● TASK DETAILS
Take the records below from their first line to the line with "use crate::gex::GexExposure;", and restate those lines word for word.
::::::::::
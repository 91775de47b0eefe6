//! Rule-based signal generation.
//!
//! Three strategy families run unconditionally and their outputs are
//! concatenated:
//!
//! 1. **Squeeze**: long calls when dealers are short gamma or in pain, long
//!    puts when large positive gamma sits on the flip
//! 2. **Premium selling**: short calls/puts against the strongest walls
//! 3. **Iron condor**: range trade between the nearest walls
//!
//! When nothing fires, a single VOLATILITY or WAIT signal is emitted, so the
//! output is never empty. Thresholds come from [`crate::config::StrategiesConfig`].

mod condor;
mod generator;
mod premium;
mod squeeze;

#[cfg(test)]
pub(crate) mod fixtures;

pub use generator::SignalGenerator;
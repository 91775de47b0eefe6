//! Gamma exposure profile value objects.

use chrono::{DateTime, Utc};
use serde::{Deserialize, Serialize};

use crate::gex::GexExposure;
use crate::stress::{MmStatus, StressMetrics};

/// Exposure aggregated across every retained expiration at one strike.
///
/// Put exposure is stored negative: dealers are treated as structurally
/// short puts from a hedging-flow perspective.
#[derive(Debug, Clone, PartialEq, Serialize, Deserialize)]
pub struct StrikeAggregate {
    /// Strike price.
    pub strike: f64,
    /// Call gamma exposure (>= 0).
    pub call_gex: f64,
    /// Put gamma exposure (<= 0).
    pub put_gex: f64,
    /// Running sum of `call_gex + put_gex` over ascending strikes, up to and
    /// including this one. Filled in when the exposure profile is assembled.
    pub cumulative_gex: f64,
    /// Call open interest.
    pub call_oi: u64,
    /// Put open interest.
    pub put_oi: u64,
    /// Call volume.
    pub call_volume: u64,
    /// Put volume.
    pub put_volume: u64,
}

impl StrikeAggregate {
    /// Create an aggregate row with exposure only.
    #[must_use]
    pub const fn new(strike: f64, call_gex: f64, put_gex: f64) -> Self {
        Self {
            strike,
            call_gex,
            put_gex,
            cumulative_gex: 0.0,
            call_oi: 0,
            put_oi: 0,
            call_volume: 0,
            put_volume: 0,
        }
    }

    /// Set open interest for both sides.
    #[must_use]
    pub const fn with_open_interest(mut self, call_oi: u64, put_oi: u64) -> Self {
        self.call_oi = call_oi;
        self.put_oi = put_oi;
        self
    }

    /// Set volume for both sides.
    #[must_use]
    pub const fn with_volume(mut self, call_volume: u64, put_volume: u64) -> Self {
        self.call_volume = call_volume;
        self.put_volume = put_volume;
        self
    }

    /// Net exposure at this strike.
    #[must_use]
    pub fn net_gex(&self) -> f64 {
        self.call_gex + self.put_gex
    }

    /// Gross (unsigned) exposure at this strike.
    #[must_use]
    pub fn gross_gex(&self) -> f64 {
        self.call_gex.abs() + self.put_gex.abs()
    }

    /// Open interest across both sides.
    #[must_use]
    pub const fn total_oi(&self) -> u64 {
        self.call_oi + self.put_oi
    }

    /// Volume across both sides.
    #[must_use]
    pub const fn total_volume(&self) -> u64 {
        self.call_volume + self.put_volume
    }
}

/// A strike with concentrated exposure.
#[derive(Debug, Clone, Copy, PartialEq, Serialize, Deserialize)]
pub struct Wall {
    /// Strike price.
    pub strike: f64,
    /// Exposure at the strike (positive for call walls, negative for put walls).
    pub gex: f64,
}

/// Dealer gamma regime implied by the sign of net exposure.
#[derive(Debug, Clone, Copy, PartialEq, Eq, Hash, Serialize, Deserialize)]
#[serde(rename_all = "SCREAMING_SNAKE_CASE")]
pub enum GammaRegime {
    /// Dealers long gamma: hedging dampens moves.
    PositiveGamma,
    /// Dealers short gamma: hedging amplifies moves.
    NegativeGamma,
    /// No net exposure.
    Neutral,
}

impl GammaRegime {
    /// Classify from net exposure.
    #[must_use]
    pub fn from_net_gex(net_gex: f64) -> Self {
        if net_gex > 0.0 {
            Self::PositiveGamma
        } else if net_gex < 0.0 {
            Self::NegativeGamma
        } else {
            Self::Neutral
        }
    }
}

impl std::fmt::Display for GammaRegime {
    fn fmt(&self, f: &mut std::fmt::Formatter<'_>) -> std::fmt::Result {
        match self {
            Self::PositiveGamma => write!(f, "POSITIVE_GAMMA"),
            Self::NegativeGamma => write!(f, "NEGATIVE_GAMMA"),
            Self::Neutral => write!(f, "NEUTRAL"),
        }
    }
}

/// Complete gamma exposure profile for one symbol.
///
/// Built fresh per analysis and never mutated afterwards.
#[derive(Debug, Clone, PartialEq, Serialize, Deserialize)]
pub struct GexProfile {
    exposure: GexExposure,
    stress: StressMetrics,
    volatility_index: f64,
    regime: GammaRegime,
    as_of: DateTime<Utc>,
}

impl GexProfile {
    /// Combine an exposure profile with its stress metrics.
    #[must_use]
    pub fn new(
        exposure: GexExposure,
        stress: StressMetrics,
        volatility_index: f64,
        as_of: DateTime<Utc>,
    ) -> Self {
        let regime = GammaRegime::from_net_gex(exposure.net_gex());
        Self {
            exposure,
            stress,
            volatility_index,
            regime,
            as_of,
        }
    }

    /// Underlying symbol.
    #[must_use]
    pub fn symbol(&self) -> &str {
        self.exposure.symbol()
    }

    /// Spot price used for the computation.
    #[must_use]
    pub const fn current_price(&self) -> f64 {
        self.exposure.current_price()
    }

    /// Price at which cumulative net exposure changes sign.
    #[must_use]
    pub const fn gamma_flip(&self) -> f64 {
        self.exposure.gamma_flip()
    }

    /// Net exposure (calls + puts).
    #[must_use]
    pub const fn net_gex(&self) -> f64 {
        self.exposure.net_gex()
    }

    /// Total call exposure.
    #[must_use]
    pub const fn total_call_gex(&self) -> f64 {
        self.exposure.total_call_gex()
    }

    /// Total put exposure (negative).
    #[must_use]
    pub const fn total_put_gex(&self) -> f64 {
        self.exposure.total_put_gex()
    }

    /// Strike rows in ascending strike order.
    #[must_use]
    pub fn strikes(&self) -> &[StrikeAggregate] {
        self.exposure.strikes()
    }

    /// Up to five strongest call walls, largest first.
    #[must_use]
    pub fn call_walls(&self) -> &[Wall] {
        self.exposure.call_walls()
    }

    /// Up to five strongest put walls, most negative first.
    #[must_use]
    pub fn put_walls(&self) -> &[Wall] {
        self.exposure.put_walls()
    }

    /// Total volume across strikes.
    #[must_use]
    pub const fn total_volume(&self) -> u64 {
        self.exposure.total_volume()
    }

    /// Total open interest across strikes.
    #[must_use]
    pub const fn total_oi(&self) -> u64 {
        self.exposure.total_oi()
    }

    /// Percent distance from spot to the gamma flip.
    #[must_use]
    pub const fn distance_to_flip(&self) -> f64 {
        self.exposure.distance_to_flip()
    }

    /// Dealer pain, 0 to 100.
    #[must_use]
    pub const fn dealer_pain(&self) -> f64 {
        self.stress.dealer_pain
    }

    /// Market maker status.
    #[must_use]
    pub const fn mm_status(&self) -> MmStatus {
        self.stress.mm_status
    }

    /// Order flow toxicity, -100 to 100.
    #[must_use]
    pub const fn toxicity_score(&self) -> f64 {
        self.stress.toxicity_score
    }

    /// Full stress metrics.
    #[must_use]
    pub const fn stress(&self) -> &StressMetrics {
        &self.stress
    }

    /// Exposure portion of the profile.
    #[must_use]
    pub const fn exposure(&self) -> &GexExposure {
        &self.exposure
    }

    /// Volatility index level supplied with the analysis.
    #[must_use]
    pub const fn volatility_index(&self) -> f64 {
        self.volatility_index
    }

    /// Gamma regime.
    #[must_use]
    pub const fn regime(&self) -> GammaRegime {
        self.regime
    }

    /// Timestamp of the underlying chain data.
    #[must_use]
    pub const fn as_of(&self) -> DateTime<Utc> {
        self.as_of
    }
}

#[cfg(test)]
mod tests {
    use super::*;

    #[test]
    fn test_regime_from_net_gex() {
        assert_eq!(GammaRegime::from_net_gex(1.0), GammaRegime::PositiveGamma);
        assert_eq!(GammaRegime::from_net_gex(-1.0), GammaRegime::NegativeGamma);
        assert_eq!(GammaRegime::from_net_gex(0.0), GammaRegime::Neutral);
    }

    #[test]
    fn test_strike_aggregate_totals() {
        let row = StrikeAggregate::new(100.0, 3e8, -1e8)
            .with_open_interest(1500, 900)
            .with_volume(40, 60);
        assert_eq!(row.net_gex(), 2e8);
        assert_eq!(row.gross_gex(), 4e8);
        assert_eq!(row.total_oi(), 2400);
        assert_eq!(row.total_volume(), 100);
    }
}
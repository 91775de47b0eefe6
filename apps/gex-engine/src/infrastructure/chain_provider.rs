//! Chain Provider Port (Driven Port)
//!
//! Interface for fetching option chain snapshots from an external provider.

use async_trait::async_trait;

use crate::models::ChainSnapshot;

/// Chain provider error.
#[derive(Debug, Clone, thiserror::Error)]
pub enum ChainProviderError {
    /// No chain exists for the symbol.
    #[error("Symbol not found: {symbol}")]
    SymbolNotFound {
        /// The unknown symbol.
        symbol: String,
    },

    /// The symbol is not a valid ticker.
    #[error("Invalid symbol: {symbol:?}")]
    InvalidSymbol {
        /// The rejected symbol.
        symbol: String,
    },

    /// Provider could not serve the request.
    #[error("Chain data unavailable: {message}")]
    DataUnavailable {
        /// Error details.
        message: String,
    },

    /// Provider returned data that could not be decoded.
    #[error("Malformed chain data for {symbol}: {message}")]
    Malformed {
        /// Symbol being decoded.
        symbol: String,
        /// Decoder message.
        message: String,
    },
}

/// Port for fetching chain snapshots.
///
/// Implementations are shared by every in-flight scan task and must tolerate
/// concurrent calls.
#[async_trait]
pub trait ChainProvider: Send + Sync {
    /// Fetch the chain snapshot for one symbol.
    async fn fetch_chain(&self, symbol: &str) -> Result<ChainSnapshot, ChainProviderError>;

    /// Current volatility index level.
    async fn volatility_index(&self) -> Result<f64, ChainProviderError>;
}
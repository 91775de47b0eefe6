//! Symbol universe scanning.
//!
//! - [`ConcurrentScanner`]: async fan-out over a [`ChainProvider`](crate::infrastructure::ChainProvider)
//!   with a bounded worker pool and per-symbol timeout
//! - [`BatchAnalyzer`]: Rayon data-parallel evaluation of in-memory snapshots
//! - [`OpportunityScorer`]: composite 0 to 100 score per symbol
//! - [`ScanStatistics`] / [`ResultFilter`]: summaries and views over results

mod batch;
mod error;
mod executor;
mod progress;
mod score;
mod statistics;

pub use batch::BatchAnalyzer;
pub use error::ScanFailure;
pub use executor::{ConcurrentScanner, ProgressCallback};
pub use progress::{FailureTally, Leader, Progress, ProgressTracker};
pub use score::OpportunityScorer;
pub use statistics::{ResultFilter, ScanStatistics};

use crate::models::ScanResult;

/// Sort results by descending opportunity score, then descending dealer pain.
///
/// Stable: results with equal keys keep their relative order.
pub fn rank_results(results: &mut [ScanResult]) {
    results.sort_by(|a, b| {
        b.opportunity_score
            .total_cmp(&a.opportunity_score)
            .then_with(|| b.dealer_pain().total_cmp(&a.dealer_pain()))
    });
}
::::::::::
● EXERCISE ANSWER
repository 91775de47b0eefe6
//! Rule-based signal generation.
//!
//! Three strategy families run unconditionally and their outputs are
//! concatenated:
//!
//! 1. **Squeeze**: long calls when dealers are short gamma or in pain, long
//!    puts when large positive gamma sits on the flip
//! 2. **Premium selling**: short calls/puts against the strongest walls
//! 3. **Iron condor**: range trade between the nearest walls
//!
//! When nothing fires, a single VOLATILITY or WAIT signal is emitted, so the
//! output is never empty. Thresholds come from [`crate::config::StrategiesConfig`].

mod condor;
mod generator;
mod premium;
mod squeeze;

#[cfg(test)]
pub(crate) mod fixtures;

pub use generator::SignalGenerator;
repository 91775de47b0eefe6
//! Gamma exposure profile value objects.

use chrono::{DateTime, Utc};
use serde::{Deserialize, Serialize};

use crate::gex::GexExposure;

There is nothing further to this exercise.